[Data entries]
◆ ◆ ◆ ◆ ◆

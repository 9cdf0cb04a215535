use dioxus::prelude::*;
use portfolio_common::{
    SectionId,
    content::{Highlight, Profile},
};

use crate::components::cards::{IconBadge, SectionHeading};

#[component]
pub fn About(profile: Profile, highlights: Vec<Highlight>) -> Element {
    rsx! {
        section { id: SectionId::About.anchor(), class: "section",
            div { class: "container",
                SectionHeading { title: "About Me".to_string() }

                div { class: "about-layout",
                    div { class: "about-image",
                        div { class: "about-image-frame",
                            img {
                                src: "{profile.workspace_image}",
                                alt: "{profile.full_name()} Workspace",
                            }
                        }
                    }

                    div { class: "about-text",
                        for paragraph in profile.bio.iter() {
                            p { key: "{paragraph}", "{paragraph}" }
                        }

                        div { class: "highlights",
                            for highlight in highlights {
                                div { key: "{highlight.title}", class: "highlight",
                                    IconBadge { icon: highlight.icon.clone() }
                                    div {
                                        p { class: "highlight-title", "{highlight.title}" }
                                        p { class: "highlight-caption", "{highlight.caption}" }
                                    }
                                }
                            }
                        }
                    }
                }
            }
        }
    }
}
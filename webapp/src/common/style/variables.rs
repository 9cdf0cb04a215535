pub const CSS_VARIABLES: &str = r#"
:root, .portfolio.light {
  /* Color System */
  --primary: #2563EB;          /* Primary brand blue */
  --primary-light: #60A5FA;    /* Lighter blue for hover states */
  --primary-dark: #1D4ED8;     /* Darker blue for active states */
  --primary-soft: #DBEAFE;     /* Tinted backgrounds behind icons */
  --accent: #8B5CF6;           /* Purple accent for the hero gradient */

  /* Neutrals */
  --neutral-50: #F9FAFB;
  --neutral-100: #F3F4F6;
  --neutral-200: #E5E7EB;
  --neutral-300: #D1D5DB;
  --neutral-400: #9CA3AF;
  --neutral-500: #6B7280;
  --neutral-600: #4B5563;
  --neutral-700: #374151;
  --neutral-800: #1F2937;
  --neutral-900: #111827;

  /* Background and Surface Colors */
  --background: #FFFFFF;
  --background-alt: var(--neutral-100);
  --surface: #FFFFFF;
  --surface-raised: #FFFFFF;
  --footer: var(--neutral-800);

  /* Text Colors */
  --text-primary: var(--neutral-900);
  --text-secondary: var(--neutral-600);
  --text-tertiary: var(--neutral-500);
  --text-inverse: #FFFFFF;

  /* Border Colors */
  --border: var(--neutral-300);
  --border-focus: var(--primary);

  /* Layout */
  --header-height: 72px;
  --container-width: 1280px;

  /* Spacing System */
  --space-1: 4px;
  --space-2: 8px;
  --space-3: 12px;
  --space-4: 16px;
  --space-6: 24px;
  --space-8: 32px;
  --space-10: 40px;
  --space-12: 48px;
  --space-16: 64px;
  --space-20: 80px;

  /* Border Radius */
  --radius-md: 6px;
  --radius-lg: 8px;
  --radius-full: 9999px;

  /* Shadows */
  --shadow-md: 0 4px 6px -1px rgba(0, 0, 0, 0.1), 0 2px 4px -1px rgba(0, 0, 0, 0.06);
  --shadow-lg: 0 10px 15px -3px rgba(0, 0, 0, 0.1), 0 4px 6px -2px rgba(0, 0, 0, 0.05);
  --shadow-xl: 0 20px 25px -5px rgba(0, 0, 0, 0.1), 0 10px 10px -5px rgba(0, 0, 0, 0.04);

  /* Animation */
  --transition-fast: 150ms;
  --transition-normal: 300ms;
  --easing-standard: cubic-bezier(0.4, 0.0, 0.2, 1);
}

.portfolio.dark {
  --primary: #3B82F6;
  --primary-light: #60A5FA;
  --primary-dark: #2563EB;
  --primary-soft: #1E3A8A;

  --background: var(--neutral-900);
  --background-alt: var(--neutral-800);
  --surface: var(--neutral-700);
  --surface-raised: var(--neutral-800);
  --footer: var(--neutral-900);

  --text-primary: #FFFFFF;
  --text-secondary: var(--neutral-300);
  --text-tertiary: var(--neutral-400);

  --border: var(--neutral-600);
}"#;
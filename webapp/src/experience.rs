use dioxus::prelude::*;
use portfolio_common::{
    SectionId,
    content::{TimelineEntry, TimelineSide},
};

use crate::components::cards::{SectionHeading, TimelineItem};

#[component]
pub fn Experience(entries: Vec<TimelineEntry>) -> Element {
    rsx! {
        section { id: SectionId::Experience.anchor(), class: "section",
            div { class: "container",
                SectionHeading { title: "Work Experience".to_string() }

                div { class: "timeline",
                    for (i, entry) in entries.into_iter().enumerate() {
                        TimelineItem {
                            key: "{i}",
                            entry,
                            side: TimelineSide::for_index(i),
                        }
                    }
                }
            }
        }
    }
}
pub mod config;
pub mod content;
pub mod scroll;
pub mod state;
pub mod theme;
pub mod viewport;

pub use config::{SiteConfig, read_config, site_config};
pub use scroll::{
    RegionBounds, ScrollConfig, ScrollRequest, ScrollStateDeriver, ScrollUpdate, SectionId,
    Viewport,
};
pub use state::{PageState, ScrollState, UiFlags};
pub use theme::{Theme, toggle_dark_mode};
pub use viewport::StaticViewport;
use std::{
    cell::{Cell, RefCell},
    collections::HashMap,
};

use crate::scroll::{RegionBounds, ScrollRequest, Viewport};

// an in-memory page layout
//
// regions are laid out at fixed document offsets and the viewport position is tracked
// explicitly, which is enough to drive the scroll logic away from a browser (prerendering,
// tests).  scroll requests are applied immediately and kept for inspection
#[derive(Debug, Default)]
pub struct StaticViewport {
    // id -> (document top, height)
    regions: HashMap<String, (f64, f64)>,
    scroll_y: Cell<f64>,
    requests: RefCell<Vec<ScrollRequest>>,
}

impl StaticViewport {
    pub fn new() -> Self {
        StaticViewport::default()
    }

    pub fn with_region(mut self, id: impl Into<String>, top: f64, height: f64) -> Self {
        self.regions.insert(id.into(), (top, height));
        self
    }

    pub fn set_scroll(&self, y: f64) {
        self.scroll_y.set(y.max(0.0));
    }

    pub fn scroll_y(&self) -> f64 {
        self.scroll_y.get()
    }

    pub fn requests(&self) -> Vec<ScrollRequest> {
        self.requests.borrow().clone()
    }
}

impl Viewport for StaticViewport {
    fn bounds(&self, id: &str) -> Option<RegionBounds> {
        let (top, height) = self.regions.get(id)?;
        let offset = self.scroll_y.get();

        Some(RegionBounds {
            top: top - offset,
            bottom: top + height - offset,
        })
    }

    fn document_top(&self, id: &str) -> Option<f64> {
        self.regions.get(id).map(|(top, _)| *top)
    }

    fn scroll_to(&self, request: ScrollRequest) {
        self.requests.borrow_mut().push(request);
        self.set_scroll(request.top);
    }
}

◆ ◆ ◆ ◆ ◆

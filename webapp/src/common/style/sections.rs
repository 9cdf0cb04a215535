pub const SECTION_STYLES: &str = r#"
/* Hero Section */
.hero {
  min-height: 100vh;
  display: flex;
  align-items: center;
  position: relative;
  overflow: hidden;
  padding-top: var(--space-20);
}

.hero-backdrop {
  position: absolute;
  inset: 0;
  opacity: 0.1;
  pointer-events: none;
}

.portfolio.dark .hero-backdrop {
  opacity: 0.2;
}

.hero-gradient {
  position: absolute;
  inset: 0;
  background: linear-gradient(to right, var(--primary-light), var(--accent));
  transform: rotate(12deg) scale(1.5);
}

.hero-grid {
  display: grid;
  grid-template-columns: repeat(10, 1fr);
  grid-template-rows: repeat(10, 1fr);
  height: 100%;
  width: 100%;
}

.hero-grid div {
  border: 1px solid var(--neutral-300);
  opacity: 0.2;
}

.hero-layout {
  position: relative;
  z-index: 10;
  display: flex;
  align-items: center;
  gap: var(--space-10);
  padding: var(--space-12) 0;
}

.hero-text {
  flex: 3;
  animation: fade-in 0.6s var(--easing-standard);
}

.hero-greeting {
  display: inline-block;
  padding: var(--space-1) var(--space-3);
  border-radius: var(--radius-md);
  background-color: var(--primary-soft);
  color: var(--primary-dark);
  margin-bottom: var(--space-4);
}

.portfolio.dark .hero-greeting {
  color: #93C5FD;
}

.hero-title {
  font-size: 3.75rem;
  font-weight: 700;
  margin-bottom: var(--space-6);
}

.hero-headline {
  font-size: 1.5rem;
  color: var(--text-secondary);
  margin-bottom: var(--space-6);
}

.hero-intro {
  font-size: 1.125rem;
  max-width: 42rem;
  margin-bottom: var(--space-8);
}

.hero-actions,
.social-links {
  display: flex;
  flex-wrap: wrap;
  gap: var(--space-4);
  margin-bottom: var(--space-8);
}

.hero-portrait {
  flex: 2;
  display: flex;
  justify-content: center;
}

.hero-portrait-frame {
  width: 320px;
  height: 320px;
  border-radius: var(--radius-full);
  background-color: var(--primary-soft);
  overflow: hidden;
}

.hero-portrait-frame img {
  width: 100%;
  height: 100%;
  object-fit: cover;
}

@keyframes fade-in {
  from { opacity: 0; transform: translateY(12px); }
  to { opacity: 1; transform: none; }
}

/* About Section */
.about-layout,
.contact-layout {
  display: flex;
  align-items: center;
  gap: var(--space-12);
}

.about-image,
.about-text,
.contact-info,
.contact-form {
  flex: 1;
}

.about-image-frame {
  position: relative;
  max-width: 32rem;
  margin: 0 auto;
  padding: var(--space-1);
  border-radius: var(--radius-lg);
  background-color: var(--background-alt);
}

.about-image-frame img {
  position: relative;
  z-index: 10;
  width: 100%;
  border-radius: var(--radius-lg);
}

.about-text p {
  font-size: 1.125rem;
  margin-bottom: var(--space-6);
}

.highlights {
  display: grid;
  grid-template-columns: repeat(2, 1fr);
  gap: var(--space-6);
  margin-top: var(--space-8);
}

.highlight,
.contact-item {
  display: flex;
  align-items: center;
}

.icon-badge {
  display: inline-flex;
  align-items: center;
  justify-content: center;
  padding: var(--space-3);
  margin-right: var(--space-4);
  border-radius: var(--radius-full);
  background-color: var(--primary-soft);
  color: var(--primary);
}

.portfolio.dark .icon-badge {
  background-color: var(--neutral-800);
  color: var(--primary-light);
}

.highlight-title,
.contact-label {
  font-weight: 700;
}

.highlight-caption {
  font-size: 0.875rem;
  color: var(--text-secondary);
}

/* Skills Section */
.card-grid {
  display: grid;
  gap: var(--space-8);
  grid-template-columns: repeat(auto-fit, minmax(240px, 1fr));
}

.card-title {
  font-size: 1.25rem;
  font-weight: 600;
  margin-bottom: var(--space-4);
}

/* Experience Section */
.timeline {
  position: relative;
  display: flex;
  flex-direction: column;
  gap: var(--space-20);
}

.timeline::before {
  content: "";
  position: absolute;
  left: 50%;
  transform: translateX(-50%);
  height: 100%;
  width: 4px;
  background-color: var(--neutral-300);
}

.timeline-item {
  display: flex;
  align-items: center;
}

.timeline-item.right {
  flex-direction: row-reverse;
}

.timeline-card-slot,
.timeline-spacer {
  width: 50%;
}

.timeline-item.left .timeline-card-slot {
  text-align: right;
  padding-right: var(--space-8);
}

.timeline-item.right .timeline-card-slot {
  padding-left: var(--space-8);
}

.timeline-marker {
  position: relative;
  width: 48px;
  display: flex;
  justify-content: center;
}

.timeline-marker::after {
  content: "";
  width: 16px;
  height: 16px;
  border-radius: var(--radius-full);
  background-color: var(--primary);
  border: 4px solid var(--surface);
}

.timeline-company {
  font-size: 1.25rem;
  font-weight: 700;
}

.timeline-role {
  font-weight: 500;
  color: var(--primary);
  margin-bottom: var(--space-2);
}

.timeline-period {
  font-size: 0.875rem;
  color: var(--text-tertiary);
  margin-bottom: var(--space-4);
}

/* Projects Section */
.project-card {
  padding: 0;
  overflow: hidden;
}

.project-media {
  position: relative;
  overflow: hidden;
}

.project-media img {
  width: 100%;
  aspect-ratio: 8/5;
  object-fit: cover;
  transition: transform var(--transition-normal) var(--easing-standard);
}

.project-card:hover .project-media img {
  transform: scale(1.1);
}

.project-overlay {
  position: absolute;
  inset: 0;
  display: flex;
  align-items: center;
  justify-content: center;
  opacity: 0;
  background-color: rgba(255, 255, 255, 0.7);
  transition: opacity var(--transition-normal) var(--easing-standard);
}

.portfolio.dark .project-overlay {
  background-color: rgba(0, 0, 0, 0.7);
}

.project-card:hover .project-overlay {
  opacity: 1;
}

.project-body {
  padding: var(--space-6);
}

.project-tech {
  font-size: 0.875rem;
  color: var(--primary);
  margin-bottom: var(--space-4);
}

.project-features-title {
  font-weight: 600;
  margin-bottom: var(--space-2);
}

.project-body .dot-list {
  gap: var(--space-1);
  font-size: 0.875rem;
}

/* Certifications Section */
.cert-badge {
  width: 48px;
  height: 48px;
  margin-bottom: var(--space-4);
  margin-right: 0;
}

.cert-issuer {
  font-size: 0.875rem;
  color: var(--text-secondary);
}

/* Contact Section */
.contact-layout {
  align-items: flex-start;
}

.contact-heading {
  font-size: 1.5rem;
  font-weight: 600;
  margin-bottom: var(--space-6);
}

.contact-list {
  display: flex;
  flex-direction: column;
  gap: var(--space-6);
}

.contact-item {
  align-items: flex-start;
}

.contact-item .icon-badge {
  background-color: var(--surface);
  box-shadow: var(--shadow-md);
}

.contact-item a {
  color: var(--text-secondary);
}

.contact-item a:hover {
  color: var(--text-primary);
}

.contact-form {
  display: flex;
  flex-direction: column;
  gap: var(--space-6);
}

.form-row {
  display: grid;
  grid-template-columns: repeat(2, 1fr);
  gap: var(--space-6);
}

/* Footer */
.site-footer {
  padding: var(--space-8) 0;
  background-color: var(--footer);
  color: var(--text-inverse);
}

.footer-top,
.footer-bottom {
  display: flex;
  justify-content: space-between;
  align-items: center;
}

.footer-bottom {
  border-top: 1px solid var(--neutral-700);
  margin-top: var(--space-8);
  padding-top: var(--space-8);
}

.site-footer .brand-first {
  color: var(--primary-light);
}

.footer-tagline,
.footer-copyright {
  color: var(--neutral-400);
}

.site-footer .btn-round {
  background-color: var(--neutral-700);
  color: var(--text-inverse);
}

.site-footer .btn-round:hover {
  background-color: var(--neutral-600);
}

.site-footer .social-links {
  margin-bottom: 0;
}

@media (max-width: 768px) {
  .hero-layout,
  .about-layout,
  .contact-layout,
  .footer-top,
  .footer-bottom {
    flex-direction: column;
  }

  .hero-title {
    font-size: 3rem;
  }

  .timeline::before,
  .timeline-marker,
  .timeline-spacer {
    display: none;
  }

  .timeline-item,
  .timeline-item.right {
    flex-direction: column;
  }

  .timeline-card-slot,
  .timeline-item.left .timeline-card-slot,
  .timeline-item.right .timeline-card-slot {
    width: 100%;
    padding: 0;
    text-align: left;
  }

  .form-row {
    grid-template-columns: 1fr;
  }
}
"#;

◆ ◆ ◆ ◆ ◆

What you will do - Where a line of the records has the string "normal", copy that line.

Expected output -
  --transition-normal: 300ms;
  transition: transform var(--transition-normal) var(--easing-standard);
  transition: opacity var(--transition-normal) var(--easing-standard);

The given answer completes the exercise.